In theaters Friday: Old Dogs, The Road, Ninja Assassin

New on DVD/Blu-ray: Angels & Demons, Four Christmases, Funny People, Kobe Doin’ Work

Sometimes I think the less I know about the personal life of an artist or musician whose work I admire the better. Their accomplishments should stand on their own, really, and the more I know the greater the odds are that I’ll discover something bothersome. Pete Doctor and Bob Peterson’s recent Disney Pixar film Up (out now on DVD) has something similar to say about heroes: There’s always a downside, and discovering that downside can also be dangerous. Up, it turns out, has a lot to say about life in general; what’s truly important and how to enjoy it. Forget the charge that Where the Wild Things Are is handicapped by melancholy, much of Up is threaded with an undercurrent of life-shattering loss and longing from beginning to end, and still it works perfectly well as a family film suitable for the kiddos as well as the parents. At least, as long as the parents come prepared with age-appropriate answers or limber moves to dance around the inevitable questions about miscarriage.

As Wall-E meditated on and satirized serious environmental and social issues, Up takes a good hard look at what it means to lose someone important in one’s life, and how to cope without a spouse or a father figure. And it does so by telling an exhilarating adventure story worthy of Robert Louis Stevenson or C.S. Lewis. Ed Asner’s voice stars as Carl Frederickson, a 70-something widower who slowly watches his neighborhood turn into a strip mall as he wiles away the hours pining for his late wife Ellie, a firecracker who did most of the talking and dreaming in their relationship since they met as thrill-seeking young kids.
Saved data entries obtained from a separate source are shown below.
//! Event sessions against a saved page.
//!
//! A session mounts a page, applies UI events in order and records what each
//! one did. Reloads are served by any [`RenderClient`]: recorded fragments for
//! offline replay or the HTTP client for a live endpoint.

use std::fs;
use std::io::ErrorKind;
use std::path::{Path, PathBuf};

use anyhow::{Context, Result};
use serde::Serialize;
use tracing::{debug, info};

use searchkit_core::{
    ReloadController, ReloadOutcome, ReloadRequest, RenderClient, RowKind, SyncConfig, SyncError,
    UiEvent,
};

/// Serves reload responses from `<dir>/<sequence>.html`.
///
/// Without a directory every reload fails with
/// [`SyncError::MissingResponse`].
#[derive(Debug, Clone, Default)]
pub struct FragmentDirClient {
    dir: Option<PathBuf>,
}

impl FragmentDirClient {
    pub fn new(dir: Option<PathBuf>) -> Self {
        Self { dir }
    }

    /// File holding the response to `sequence`.
    pub fn fragment_path(&self, sequence: u64) -> Option<PathBuf> {
        self.dir
            .as_ref()
            .map(|dir| dir.join(format!("{sequence}.html")))
    }
}

impl RenderClient for FragmentDirClient {
    fn fetch(&self, request: &ReloadRequest) -> searchkit_core::Result<String> {
        let missing = SyncError::MissingResponse {
            sequence: request.sequence,
        };
        let Some(path) = self.fragment_path(request.sequence) else {
            return Err(missing);
        };
        debug!(path = %path.display(), "reading recorded fragment");
        fs::read_to_string(&path).map_err(|error| match error.kind() {
            ErrorKind::NotFound => missing,
            _ => SyncError::Network(format!("{}: {error}", path.display())),
        })
    }
}

/// Load the sync configuration, falling back to defaults.
pub fn load_config(path: Option<&Path>) -> Result<SyncConfig> {
    match path {
        Some(path) => SyncConfig::load(path)
            .with_context(|| format!("load config {}", path.display())),
        None => Ok(SyncConfig::default()),
    }
}

/// Read and mount a saved page.
pub fn mount_page(path: &Path, config: SyncConfig) -> Result<ReloadController> {
    let html =
        fs::read_to_string(path).with_context(|| format!("read page {}", path.display()))?;
    let controller = ReloadController::from_html(&html, config)
        .with_context(|| format!("mount formset in {}", path.display()))?;
    info!(page = %path.display(), "mounted page");
    Ok(controller)
}

/// One row as reported by the CLI.
#[derive(Debug, Clone, PartialEq, Eq, Serialize)]
pub struct RowReport {
    pub id: String,
    pub kind: RowKind,
    pub collapsible: bool,
    pub open: bool,
    pub heading: String,
}

/// Rows of the mounted formset with their rendered headings.
pub fn row_reports(controller: &ReloadController) -> Result<Vec<RowReport>> {
    let rows = controller.rows().context("read rows")?;
    let headings = controller.headings().context("read headings")?;
    Ok(rows
        .into_iter()
        .zip(headings)
        .map(|(row, (_, heading))| RowReport {
            id: row.id.to_string(),
            kind: row.kind(),
            collapsible: row.collapsible,
            open: row.open,
            heading,
        })
        .collect())
}

/// What one event did.
#[derive(Debug, Clone, PartialEq, Eq, Serialize)]
#[serde(tag = "result", rename_all = "snake_case")]
pub enum StepOutcome {
    /// Handled without a reload.
    Local,
    /// Reload applied.
    Applied { sequence: u64, row_count: usize },
    /// Reload failed; the page is unchanged.
    Failed { message: String, retryable: bool },
    /// Response superseded by a newer request.
    Discarded { sequence: u64, latest: u64 },
}

impl StepOutcome {
    fn from_outcome(outcome: Option<ReloadOutcome>) -> Self {
        match outcome {
            None => Self::Local,
            Some(ReloadOutcome::Applied(event)) => Self::Applied {
                sequence: event.sequence,
                row_count: event.row_count,
            },
            Some(ReloadOutcome::Failed(error)) => Self::Failed {
                message: error.to_string(),
                retryable: error.is_retryable(),
            },
            Some(ReloadOutcome::Discarded { sequence, latest }) => {
                Self::Discarded { sequence, latest }
            }
        }
    }

    pub fn is_failure(&self) -> bool {
        matches!(self, Self::Failed { .. })
    }
}

/// One applied event and its outcome.
#[derive(Debug, Clone, PartialEq, Eq, Serialize)]
pub struct StepReport {
    pub event: String,
    #[serde(flatten)]
    pub outcome: StepOutcome,
}

/// Result of a whole session.
#[derive(Debug, Clone, Serialize)]
pub struct SessionResult {
    pub steps: Vec<StepReport>,
    pub rows: Vec<RowReport>,
}

impl SessionResult {
    /// Whether any reload failed.
    pub fn has_failures(&self) -> bool {
        self.steps.iter().any(|step| step.outcome.is_failure())
    }
}

/// Apply `events` in order, fetching reloads through `client`.
///
/// Events that do not match the page abort the session; failed reloads are
/// recorded and the session continues on the unchanged page.
pub fn run_events(
    controller: &mut ReloadController,
    events: &[UiEvent],
    client: &dyn RenderClient,
) -> Result<SessionResult> {
    let mut steps = Vec::with_capacity(events.len());
    for event in events {
        let outcome = controller
            .handle(event.clone(), client)
            .with_context(|| format!("apply event {event}"))?;
        steps.push(StepReport {
            event: event.to_string(),
            outcome: StepOutcome::from_outcome(outcome),
        });
    }
    Ok(SessionResult {
        steps,
        rows: row_reports(controller)?,
    })
}

/// Write the current page to `path`.
pub fn write_page(controller: &ReloadController, path: &Path) -> Result<()> {
    fs::write(path, controller.page().to_html())
        .with_context(|| format!("write page {}", path.display()))?;
    info!(path = %path.display(), "wrote page");
    Ok(())
}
Ellie and Carl had always wanted to follow in the brave footsteps of renowned explorer Charles Muntz to Paradise Falls in a remote and gorgeous cranny of South America. Carl had the flight booked when Ellie falls ill in the opening montage.

Fast forward a few years, and just moments before Carl is escorted to an assisted living facility, he unleashes a secret fleet of a thousand helium balloons tethered to his house that lifts off like Dorothy’s crib in The Wizard of Oz. He’s going to fulfill Ellie’s dream and reach Paradise Falls before he dies. But before lift-off, a young, inquisitive Boy Scout named Russell, who Carl had shooed away during an ill-conceived attempt to earn a “Helping the Elderly” merit badge, inadvertently stowed away under the porch of the house. So Carl and Russell, a clever odd couple, are off on the adventure together to discover Paradise Falls and all of the perils that come with flying thousands of miles in a house buoyed only by latex balloons, including an unexpected meeting with Carl’s childhood hero, explorer Charles Muntz.

Up is the shortest title Pixar has given to any of its films, and it is no coincidence that it is its most focused work. There are only four main characters, and two dominate the 90-minute running time. Until Up, most animated films seemed to have three goals: teach children a life lesson—a moral of the story, if you will— entertain them for over an hour, and also throw a few laughs at the parents to they don’t fall asleep. Now, Pixar has finally made a film that’s more likely to teach the parents something that the kids aren’t ready to grasp yet; that life goals can change, that people matter more than popularity, that gratitude is a rare and precious commodity. As such, Up can be challenging at times, but by the end, its life-affirming message is as uplifting as a thousand balloons.